March 28, 2016, © Leeham Co.: The first US-built A320ceo family member took to the skies for its first flight last week. The A321ceo, destined for JetBlue, is the first assembled at the new Airbus A320 plant in Mobile (AL).
This is a milestone for Airbus, obviously. The Mobile plant was first proposed as the assembly site for the KC-330 MRTT (Multi-Role Tanker Transport) proposed for the US Air Force to replace the aging Boeing KC-135s. Northrop Grumman, which paired with Airbus parent EADS (as it was then known) to offer the KC-330, won the contract. The celebration was short-lived. The Government Accountability Office overturned the award. Northrop bowed out of the next round of competition, which Boeing won.
Airbus subsequently decided to create an A320 assembly site at the same Mobile location planned for the KC-330. (I visited the site for grand opening last September.)
This is the fourth A320 assembly site, after Toulouse, Hamburg and Tianjin. Airbus hopes the Mobile site will help spur sales in the US, where it still trails Boeing in market share.

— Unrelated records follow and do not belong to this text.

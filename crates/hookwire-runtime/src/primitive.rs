//! Low-level primitive traits
//!
//! The interception engine only ever issues commands through these traits.
//! [`Runtime`](crate::Runtime) implements all of them; tests substitute
//! mocks to observe command ordering.

use crate::error::CallError;
use crate::function::Function;
use crate::target::TargetId;
use crate::value::Value;
use serde::{Deserialize, Serialize};

/// Override, backup and restore of target implementations
///
/// All operations are atomic and take effect immediately for every caller.
pub trait OverridePrimitive {
    /// Bind `substitute` as the active implementation of `target`
    ///
    /// # Errors
    /// Returns error if the primitive rejects the target
    fn install_override(&self, target: &TargetId, substitute: Function) -> Result<(), CallError>;

    /// Preserve the currently bound implementation of `target`
    ///
    /// # Errors
    /// Returns `UndefinedTarget` if nothing is bound to `target`
    fn backup_original(&self, target: &TargetId) -> Result<(), CallError>;

    /// Rebind the preserved implementation of `target` and forget it
    ///
    /// # Errors
    /// Returns `MissingBackup` if no implementation was preserved
    fn restore_original(&self, target: &TargetId) -> Result<(), CallError>;
}

/// Access metadata changes
pub trait AttributePrimitive {
    /// Replace the access flags of `target`
    ///
    /// # Errors
    /// Returns `UndefinedTarget` if `target` does not exist
    fn set_flags(&self, target: &TargetId, flags: AccessFlags) -> Result<(), CallError>;
}

/// Named constant redefinition
pub trait ConstantPrimitive {
    /// Rebind the value of constant `name` process-wide
    ///
    /// # Errors
    /// Returns `UndefinedConstant` if `name` was never defined
    fn redefine_constant(&self, name: &str, value: Value) -> Result<(), CallError>;
}

/// Signature introspection
pub trait Reflection {
    /// Ordered formal parameter names of the implementation bound to `target`
    ///
    /// Substitutes have no formal parameters and report an empty list.
    ///
    /// # Errors
    /// Returns `UndefinedTarget` if `target` does not exist
    fn parameter_names(&self, target: &TargetId) -> Result<Vec<String>, CallError>;

    /// Whether `target` currently resolves to an anonymous substitute
    ///
    /// # Errors
    /// Returns `UndefinedTarget` if `target` does not exist
    fn is_substitute(&self, target: &TargetId) -> Result<bool, CallError>;
}

/// Everything the interception engine needs from its host
pub trait Host: OverridePrimitive + AttributePrimitive + ConstantPrimitive + Reflection {}

impl<T> Host for T where T: OverridePrimitive + AttributePrimitive + ConstantPrimitive + Reflection {}

/// Member visibility
#[derive(Debug, Clone, Copy, PartialEq, Eq, Hash, Default, Serialize, Deserialize)]
#[serde(rename_all = "snake_case")]
pub enum Visibility {
    /// Callable from anywhere
    #[default]
    Public,

    /// Callable from the class and its subclasses
    Protected,

    /// Callable from the class only
    Private,
}

/// Access metadata of a target
#[derive(Debug, Clone, Copy, PartialEq, Eq, Hash, Default, Serialize, Deserialize)]
pub struct AccessFlags {
    /// Member visibility
    pub visibility: Visibility,

    /// Static member
    pub is_static: bool,

    /// Cannot be overridden by subclasses
    pub is_final: bool,
}

impl AccessFlags {
    /// Public, non-static, non-final
    pub const PUBLIC: Self = Self::with_visibility(Visibility::Public);

    /// Protected, non-static, non-final
    pub const PROTECTED: Self = Self::with_visibility(Visibility::Protected);

    /// Private, non-static, non-final
    pub const PRIVATE: Self = Self::with_visibility(Visibility::Private);

    /// Flags with the given visibility only
    #[inline]
    #[must_use]
    pub const fn with_visibility(visibility: Visibility) -> Self {
        Self {
            visibility,
            is_static: false,
            is_final: false,
        }
    }

    /// Mark as static
    #[inline]
    #[must_use]
    pub const fn as_static(mut self) -> Self {
        self.is_static = true;
        self
    }

    /// Mark as final
    #[inline]
    #[must_use]
    pub const fn as_final(mut self) -> Self {
        self.is_final = true;
        self
    }

    /// Can outside code call the member directly?
    #[inline]
    #[must_use]
    pub fn is_public(&self) -> bool {
        self.visibility == Visibility::Public
    }
}

#[cfg(test)]
mod tests {
    use super::*;

    #[test]
    fn default_flags_are_public() {
        let flags = AccessFlags::default();
        assert_eq!(flags, AccessFlags::PUBLIC);
        assert!(flags.is_public());
    }

    #[test]
    fn flag_builders() {
        let flags = AccessFlags::PRIVATE.as_static().as_final();
        assert!(!flags.is_public());
        assert!(flags.is_static);
        assert!(flags.is_final);
    }
}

Milestone for US Aerospace
While this plant is a milestone for Airbus, it’s a milestone on a much more macro level, too. This is the first commercial airplane assembly site by a second airplane manufacturer since Boeing closed the McDonnell Douglas MD-11 and MD-95 (aka Boeing 717) assembly lines in Long Beach (CA) in 2000 and 2006, respectively. The last legacy MDC assembly site, for the military C-17, closed early this year.
Initially, Airbus plans to ramp up production to 4/mo. The plant has the capacity to go to 8/mo, a likely prospect. There is enough land around the plant to dramatically expand production of the A320 Family, or theoretically locate a wide-body assembly site there (less likely).

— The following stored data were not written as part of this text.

//! Substitute policy trait
//!
//! Provides the [`SubstitutePolicy`] trait implemented by every dispatch
//! strategy, and the adapter that turns a policy into an installable
//! [`Function`].

use hookwire_runtime::{CallContext, CallError, Function, Value};
use std::fmt;
use std::sync::Arc;

/// Decides what an intercepted call returns
///
/// One implementation per dispatch strategy. A policy is stateless with
/// respect to the runtime; any per-installation state (such as a call
/// counter) lives inside the policy value itself.
pub trait SubstitutePolicy: Send + Sync + fmt::Debug {
    /// Produce the result of one intercepted call
    ///
    /// # Errors
    /// Returns whatever the policy, its hook, delegate or producer raises
    fn respond(&self, ctx: &CallContext<'_>, args: &[Value]) -> Result<Value, CallError>;

    /// Strategy name (for debugging and introspection)
    fn name(&self) -> &'static str;
}

/// Substitute function that forwards every call to `policy`
#[must_use]
pub fn into_substitute(policy: Arc<dyn SubstitutePolicy>) -> Function {
    Function::new(move |ctx, args| policy.respond(ctx, args))
}

/// Arbitrary caller-supplied substitute
///
/// Used for raw installs where the test provides the whole body.
#[derive(Clone)]
pub struct CustomSubstitute {
    body: Function,
}

impl CustomSubstitute {
    /// Wrap a function body
    #[inline]
    #[must_use]
    pub fn new(body: Function) -> Self {
        Self { body }
    }
}

impl fmt::Debug for CustomSubstitute {
    fn fmt(&self, f: &mut fmt::Formatter<'_>) -> fmt::Result {
        f.debug_struct("CustomSubstitute")
            .field("body", &self.body)
            .finish()
    }
}

impl SubstitutePolicy for CustomSubstitute {
    fn respond(&self, ctx: &CallContext<'_>, args: &[Value]) -> Result<Value, CallError> {
        self.body.invoke(ctx, args)
    }

    fn name(&self) -> &'static str {
        "custom"
    }
}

The A320 plant will become a magnet for development of another aerospace cluster in the USA. Just as Boeing’s Charleston (SC) 787 assembly plant is growing as the hub of a new aerospace cluster, so will the Mobile plant. This is good for American jobs and American aerospace.

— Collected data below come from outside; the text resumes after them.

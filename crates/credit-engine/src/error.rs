use crate::config::ConfigError;
use crate::decision::{ConfigViolation, EvaluationError};
use crate::telemetry::TelemetryError;
use axum::http::StatusCode;
use axum::response::{IntoResponse, Response};
use axum::Json;
use serde_json::json;
use std::fmt;

/// Service bootstrap and transport-level errors. Evaluation-level errors
/// are mapped per handler in the decision router.
#[derive(Debug)]
pub enum AppError {
    Config(ConfigError),
    Calibration(ConfigViolation),
    Telemetry(TelemetryError),
    Io(std::io::Error),
    Server(axum::Error),
    Evaluation(EvaluationError),
}

impl fmt::Display for AppError {
    fn fmt(&self, f: &mut fmt::Formatter<'_>) -> fmt::Result {
        match self {
            AppError::Config(err) => write!(f, "configuration error: {err}"),
            AppError::Calibration(err) => write!(f, "engine calibration error: {err}"),
            AppError::Telemetry(err) => write!(f, "telemetry error: {err}"),
            AppError::Io(err) => write!(f, "io error: {err}"),
            AppError::Server(err) => write!(f, "server error: {err}"),
            AppError::Evaluation(err) => write!(f, "evaluation error: {err}"),
        }
    }
}

impl std::error::Error for AppError {
    fn source(&self) -> Option<&(dyn std::error::Error + 'static)> {
        match self {
            AppError::Config(err) => Some(err),
            AppError::Calibration(err) => Some(err),
            AppError::Telemetry(err) => Some(err),
            AppError::Io(err) => Some(err),
            AppError::Server(err) => Some(err),
            AppError::Evaluation(err) => Some(err),
        }
    }
}

impl IntoResponse for AppError {
    fn into_response(self) -> Response {
        let status = match self {
            AppError::Evaluation(_) => StatusCode::BAD_REQUEST,
            AppError::Config(_)
            | AppError::Calibration(_)
            | AppError::Telemetry(_)
            | AppError::Io(_)
            | AppError::Server(_) => StatusCode::INTERNAL_SERVER_ERROR,
        };

        let body = Json(json!({ "error": self.to_string() }));
        (status, body).into_response()
    }
}

impl From<ConfigError> for AppError {
    fn from(value: ConfigError) -> Self {
        Self::Config(value)
    }
}

impl From<ConfigViolation> for AppError {
    fn from(value: ConfigViolation) -> Self {
        Self::Calibration(value)
    }
}

impl From<TelemetryError> for AppError {
    fn from(value: TelemetryError) -> Self {
        Self::Telemetry(value)
    }
}

impl From<std::io::Error> for AppError {
    fn from(value: std::io::Error) -> Self {
        Self::Io(value)
    }
}

impl From<axum::Error> for AppError {
    fn from(value: axum::Error) -> Self {
        Self::Server(value)
    }
}

impl From<EvaluationError> for AppError {
    fn from(value: EvaluationError) -> Self {
        Self::Evaluation(value)
    }
}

Washington’s suppliers should expand to Mobile
Here in the Seattle area, where I live, the companies in the state’s aerospace clusters should be aggressively seeking to expand to Mobile. Many already supply Airbus. By company count, Washington State is Airbus’ #2 supplier in the US. Certainly Boeing is keeping these suppliers busy, too. The 737 and 787 production rates are going up. But the 777 Classic and 747-8 rates are coming down. Many believe the Classic rates will have to come down further in the near-term as sales slow in advance of production for the 777X, which begins in 2018. The future of the 747-8 seems bleak, with few deliveries scheduled this year and next and none thereafter except for Air Force One replacements.
Our suppliers need to plan long-term with the expectation that tying their futures to Boeing isn’t a wholly safe bet. When the 747-8 program terminates—something I think happens in 2018, after AF Ones are delivered—there will be a big, gaping hole in Boeing’s Everett plant. Overhead for this space will have to be reallocated among the 777, 787 and 767F/KC-46A programs. The Department of Defense just last week cast doubt on Boeing’s ability to deliver 18 KC-46A on schedule next year and predicted another cost overrun that Boeing has to absorb.
The overhead and cost overruns mean that Boeing will continue to put the squeeze on suppliers to cut costs.
MOM looking less certain
The prospect of suppliers benefiting from development of a new Middle of the Market airplane that could be launched in 2017 or 2018 seems to be looking less certain. Momentum for this airplane appears to be slowing as the business case looks more and more iffy.
Development of a new, clean-sheet replacement for the 737 is unlikely to be launched before 2022 at the earliest.
So Washington suppliers need to begin now (really, even earlier) to plan for the future. Getting in on the Airbus Mobile plant aerospace cluster is their best opportunity.